第27話 犠牲
「その『材料』があれば、死者さえも生き返らせる事が出来ると、望みを与えたのはお前たち呪術師だろう?」
死者を生き返らせる術……反魂。
それを言っているのだろうが……。
だがそれは、そう簡単なものではない。
骨を繋ぎ合わせ、薬草を使い、呪文を数日間、休む事なく唱え続ける。
そこに薬草を使うという事は、医術師からの知識もあったと言えるのだろう。
医術と呪術が入り混ざれば、不可能な事も可能になると、互いに知識を共有した……だからこそ呪術医というものが違和感なく存在出来たって訳だ。
だが奴は、今ここで俺にこう言った。
『いくら骨を繋いだとしても、そこに『生』は成り立たない』
……使った事がある……か。
そうでなければ、そんな言葉が返ってくる訳がない。
そもそも呪術師でさえ、安易に使う事などなかったものだ。正直、この術を使おうとする呪術師は殆どいない。

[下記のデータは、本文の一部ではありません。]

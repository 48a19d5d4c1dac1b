use std::collections::hash_map::Entry;
use std::collections::{HashMap, HashSet};
use std::sync::Arc;

use tracing::trace;

use crate::error::{DerivaError, Result};
use crate::fact::{Fact, FactId, IdHasher, OtherHasher, Value};

// ------------- Index -------------
/// A lazily-built secondary index: rows grouped by the values of a fixed
/// tuple of fields. Maintained incrementally on every applied diff, never
/// rebuilt wholesale except on creation.
#[derive(Debug)]
pub struct Index {
    keys: Vec<String>,
    groups: HashMap<Vec<Value>, HashSet<FactId, IdHasher>, OtherHasher>,
}

impl Index {
    /// Builds the index over the current rows. `keys` must be sorted; the
    /// keeper sorts them before lookup so equal key sets share one index.
    fn build<'a>(keys: Vec<String>, rows: impl Iterator<Item = &'a Arc<Fact>>) -> Self {
        let mut index = Self {
            keys,
            groups: HashMap::default(),
        };
        for fact in rows {
            index.insert(fact);
        }
        index
    }
    fn key_of(&self, fact: &Fact) -> Option<Vec<Value>> {
        self.keys
            .iter()
            .map(|k| fact.get(k).cloned())
            .collect::<Option<Vec<Value>>>()
    }
    fn insert(&mut self, fact: &Arc<Fact>) {
        // A fact missing one of the key fields can never answer a lookup
        // on this index, so it is simply not entered.
        if let Some(key) = self.key_of(fact) {
            self.groups
                .entry(key)
                .or_insert_with(HashSet::default)
                .insert(fact.id());
        }
    }
    fn remove(&mut self, fact: &Fact) {
        if let Some(key) = self.key_of(fact) {
            if let Entry::Occupied(mut e) = self.groups.entry(key) {
                e.get_mut().remove(&fact.id());
                if e.get().is_empty() {
                    e.remove();
                }
            }
        }
    }
    pub fn lookup(&self, key: &[Value]) -> Option<&HashSet<FactId, IdHasher>> {
        self.groups.get(key)
    }
    pub fn keys(&self) -> &[String] {
        &self.keys
    }
}

// ------------- Table -------------
/// A named set of facts. The schema is either declared up front or inferred
/// from the first inserted fact; rows exactly reflect the net adds and
/// removes ever applied.
#[derive(Debug)]
pub struct Table {
    name: String,
    fields: Option<Vec<String>>,
    rows: HashMap<FactId, Arc<Fact>, IdHasher>,
    indexes: HashMap<Vec<String>, Index, OtherHasher>,
}

impl Table {
    pub fn new(name: &str, fields: Option<Vec<String>>) -> Self {
        Self {
            name: name.to_owned(),
            fields,
            rows: HashMap::default(),
            indexes: HashMap::default(),
        }
    }
    pub fn name(&self) -> &str {
        &self.name
    }
    pub fn fields(&self) -> Option<&[String]> {
        self.fields.as_deref()
    }
    /// True when the field is part of the known schema, or when no schema
    /// is known yet (validation is deferred until one is).
    pub fn admits_field(&self, field: &str) -> bool {
        match &self.fields {
            Some(fields) => fields.iter().any(|f| f == field),
            None => true,
        }
    }
    pub fn len(&self) -> usize {
        self.rows.len()
    }
    pub fn is_empty(&self) -> bool {
        self.rows.is_empty()
    }
    pub fn contains(&self, id: FactId) -> bool {
        self.rows.contains_key(&id)
    }
    pub fn row(&self, id: FactId) -> Option<&Arc<Fact>> {
        self.rows.get(&id)
    }
    pub fn rows(&self) -> impl Iterator<Item = &Arc<Fact>> {
        self.rows.values()
    }
    pub fn row_ids(&self) -> impl Iterator<Item = FactId> + '_ {
        self.rows.keys().copied()
    }

    /// Inserts a fact, returning false when it was already present.
    /// All registered indexes are maintained in the same step.
    pub fn insert(&mut self, fact: Arc<Fact>) -> bool {
        let id = fact.id();
        if self.rows.contains_key(&id) {
            return false;
        }
        if self.fields.is_none() {
            self.fields = Some(fact.field_names());
            trace!(table = %self.name, fields = ?self.fields, "schema inferred");
        }
        for index in self.indexes.values_mut() {
            index.insert(&fact);
        }
        self.rows.insert(id, fact);
        true
    }

    /// Removes a fact by identity, returning it when it was present.
    pub fn remove(&mut self, id: FactId) -> Option<Arc<Fact>> {
        let fact = self.rows.remove(&id)?;
        for index in self.indexes.values_mut() {
            index.remove(&fact);
        }
        Some(fact)
    }

    /// Returns the index over `keys`, building it on first use.
    pub fn ensure_index(&mut self, keys: &[String]) -> &Index {
        let mut sorted: Vec<String> = keys.to_vec();
        sorted.sort();
        sorted.dedup();
        let Self { name, rows, indexes, .. } = self;
        match indexes.entry(sorted) {
            Entry::Occupied(e) => e.into_mut(),
            Entry::Vacant(e) => {
                trace!(table = %name, keys = ?e.key(), "building index");
                let index = Index::build(e.key().clone(), rows.values());
                e.insert(index)
            }
        }
    }

    /// Resolves a field-value pattern to matching facts: the full row set
    /// for the empty pattern, an index lookup otherwise.
    pub fn find(&mut self, pattern: &Fact) -> Vec<Arc<Fact>> {
        if pattern.is_empty() {
            return self.rows.values().cloned().collect();
        }
        let keys = pattern.field_names();
        let ids: Vec<FactId> = {
            let index = self.ensure_index(&keys);
            // ensure_index sorts and dedups, and pattern fields are already
            // in canonical order, so index.keys() aligns with pattern values.
            let key: Vec<Value> = index
                .keys()
                .iter()
                .filter_map(|k| pattern.get(k).cloned())
                .collect();
            match index.lookup(&key) {
                Some(ids) => ids.iter().copied().collect(),
                None => Vec::new(),
            }
        };
        ids.iter()
            .filter_map(|id| self.rows.get(id).cloned())
            .collect()
    }
}

// ------------- TableKeeper -------------
/// Owns every table by name, auto-vivifying on access.
#[derive(Debug, Default)]
pub struct TableKeeper {
    kept: HashMap<String, Table, OtherHasher>,
}

impl TableKeeper {
    pub fn new() -> Self {
        Self {
            kept: HashMap::default(),
        }
    }
    pub fn keep(&mut self, name: &str, fields: Option<Vec<String>>) -> &mut Table {
        self.kept
            .entry(name.to_owned())
            .or_insert_with(|| Table::new(name, fields))
    }
    pub fn get(&self, name: &str) -> Option<&Table> {
        self.kept.get(name)
    }
    pub fn get_mut(&mut self, name: &str) -> Option<&mut Table> {
        self.kept.get_mut(name)
    }
    /// Fails when the table does not exist; used by the query compiler,
    /// which must not vivify source tables by accident.
    pub fn expect(&self, name: &str) -> Result<&Table> {
        self.kept
            .get(name)
            .ok_or_else(|| DerivaError::InvalidQuery(format!("unknown source table {:?}", name)))
    }
    pub fn contains(&self, name: &str) -> bool {
        self.kept.contains_key(name)
    }
    pub fn remove(&mut self, name: &str) -> Option<Table> {
        self.kept.remove(name)
    }
    pub fn names(&self) -> impl Iterator<Item = &String> {
        self.kept.keys()
    }
    pub fn len(&self) -> usize {
        self.kept.len()
    }
}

少しでも手順を間違えば、失敗に終わる。高い能力を要するものではあるが、この術に伴う代償は大きい。いくら高い能力があったとしても、そこにあるのは可能性であって、確実に手に入れられる呪術成功ではない。
口で説明するのは簡単であっても、それは結果を保障するものではなく、理解させる為だけのロジックだ。

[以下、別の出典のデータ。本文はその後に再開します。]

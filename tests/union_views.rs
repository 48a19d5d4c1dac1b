use deriva::database::Database;
use deriva::diff::Diff;
use deriva::fact::{Fact, Value};
use deriva::union::{MappingTerm, Union};

fn animal_union() -> Union {
    let mut u = Union::new("animal");
    u.source("cat", vec![("name", MappingTerm::field("name"))])
        .source("dog", vec![("name", MappingTerm::field("name"))]);
    u
}

fn setup() -> Database {
    let db = Database::default();
    let mut diff = Diff::new();
    diff.add("cat", Fact::new().with("name", "whiskers"));
    diff.add("dog", Fact::new().with("name", "rex"));
    diff.add("dog", Fact::new().with("name", "whiskers"));
    db.apply_diff(diff).unwrap();
    db
}

#[test]
fn union_coalesces_identical_mapped_rows() {
    let db = setup();
    let out = db.exec_union(&mut animal_union()).unwrap();
    assert_eq!(out.results.len(), 2, "whiskers appears once");
    // The coalesced row carries one provenance instance per source row.
    let whiskers = Fact::new().with("name", "whiskers").id();
    let edges: Vec<_> = out.provenance.iter().filter(|e| e.row == whiskers).collect();
    assert_eq!(edges.len(), 2);
}

#[test]
fn constant_mappings_tag_each_branch() {
    let db = setup();
    let mut u = Union::new("animal");
    u.source(
        "cat",
        vec![
            ("name", MappingTerm::field("name")),
            ("species", MappingTerm::value("cat")),
        ],
    )
    .source(
        "dog",
        vec![
            ("name", MappingTerm::field("name")),
            ("species", MappingTerm::value("dog")),
        ],
    );
    let out = db.exec_union(&mut u).unwrap();
    assert_eq!(out.results.len(), 3, "species keeps the branches apart");
}

#[test]
fn union_views_share_support_across_branches() {
    let db = setup();
    db.union_as_view(animal_union()).unwrap();
    assert_eq!(db.len("animal").unwrap(), 2);

    let whiskers = Fact::new().with("name", "whiskers").id();
    assert_eq!(db.support("animal", whiskers).unwrap(), 2);

    // Losing one source keeps the row alive on the other branch.
    let mut diff = Diff::new();
    diff.remove_fact("cat", Fact::new().with("name", "whiskers"));
    db.apply_diff(diff).unwrap();
    assert_eq!(db.len("animal").unwrap(), 2);
    assert_eq!(db.support("animal", whiskers).unwrap(), 1);

    // Losing the last source retracts it.
    let mut diff = Diff::new();
    diff.remove_fact("dog", Fact::new().with("name", "whiskers"));
    db.apply_diff(diff).unwrap();
    assert_eq!(db.len("animal").unwrap(), 1);
    assert_eq!(db.support("animal", whiskers).unwrap(), 0);
}

#[test]
fn union_views_grow_incrementally() {
    let db = setup();
    db.union_as_view(animal_union()).unwrap();

    let mut diff = Diff::new();
    diff.add("cat", Fact::new().with("name", "misha"));
    db.apply_diff(diff).unwrap();
    let rows = db.rows("animal").unwrap();
    assert_eq!(rows.len(), 3);
    assert!(rows
        .iter()
        .any(|f| f.get("name") == Some(&Value::from("misha"))));
}

#[test]
fn empty_unions_are_rejected() {
    let db = Database::default();
    assert!(db.union_as_view(Union::new("empty")).is_err());
}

失敗すれば使った呪術は半端なままで、それが呪いとなって残り、何にしても呪術の失敗は、呪術を使った者に跳ね返ってくる。
失敗したとなれば、何かしらの代償があったはず……。
だが来贅の様子からしても、自らが代償を払ったようには見えない。
代償など払うどころか、こいつは手に入れたものの方が多過ぎる。
跳ね返ってきた呪いをそのままに出来る訳がない。それはずっと追い掛け続けてくる。
何か代わりのものでも使ったか……。
……代わりのもの……。
一夜が言っていた言葉を思い出す。
『それでも何か使えるものはないかと考え、呪術医は新たなものを生み出す方法を常に探していました。元々、呪術医は、あり合わせの材料でブリコラージュする事が出来る……ブリコルールです』
あり合わせの材料……それは当然、目に見えてその場にあったもの……。
人には人に使う材料があるって事なら……。
代償は……自分以外の犠牲って訳か。
「……成程な」
俺は、そう静かに呟くと苦笑を漏らし、来贅へと目線を動かす。
来贅は、そんな俺を興味深そうな目で見ていた。
俺は、来贅と目線を合わせたまま、言葉を続けた。
「お前……人を使ったな」
俺の言葉に、来贅は静かに笑い始めた。
「……言っただろう。望みを与えたのは、お前たち呪術師だと」
「それは……お前の事を言っているのか。そうだとしたら、思い違いだな」
話を続けている中、呪術師たちが俺を呼びにやって来たのか、声が近づいて来る。
その声に来贅がちらりと目線を動かした。
「思い違い……? そうだろうか……?」
来贅がいる事に気づかなかったのか、俺の姿を見つけた呪術師が声をあげる。
「主様……! ここにいらしたんですか……」
「来るなっ……!」
叫ぶ俺の声に、来贅の表情が緩む。
奴が口元を歪ませてクスリと笑みを漏らしたのと同時に、俺の元へとやって来た呪術師たちの動きが止まった。
「来贅っ……!」
来贅の動きを封じようと伸ばした俺の手が届く間もなく、呪術師たちの呻き声が耳に流れ込んだ。
呪術師たちがバタバタと地に倒れる。
俺は、呪術師たちへと向きを変えた。
「おいっ……! しっかりしろ……!」
倒れた呪術師に手を触れる。
「……っ!」
触れた瞬間に違和感を持った。
俺は、その違和感を問うように来贅を振り向いた。
「来贅……お前……」
「返して欲しいと言うなら、私から奪ってみるといい」
来贅は、初めからそのつもりだった。
『お前が主か。それなら私から奪ってみるといい』
俺は、ギュッと手を握り締めた。
その違和感は、あるはずのものがなくなっているというものだった。
来贅は、また静かにクスリと笑うと俺に答えた。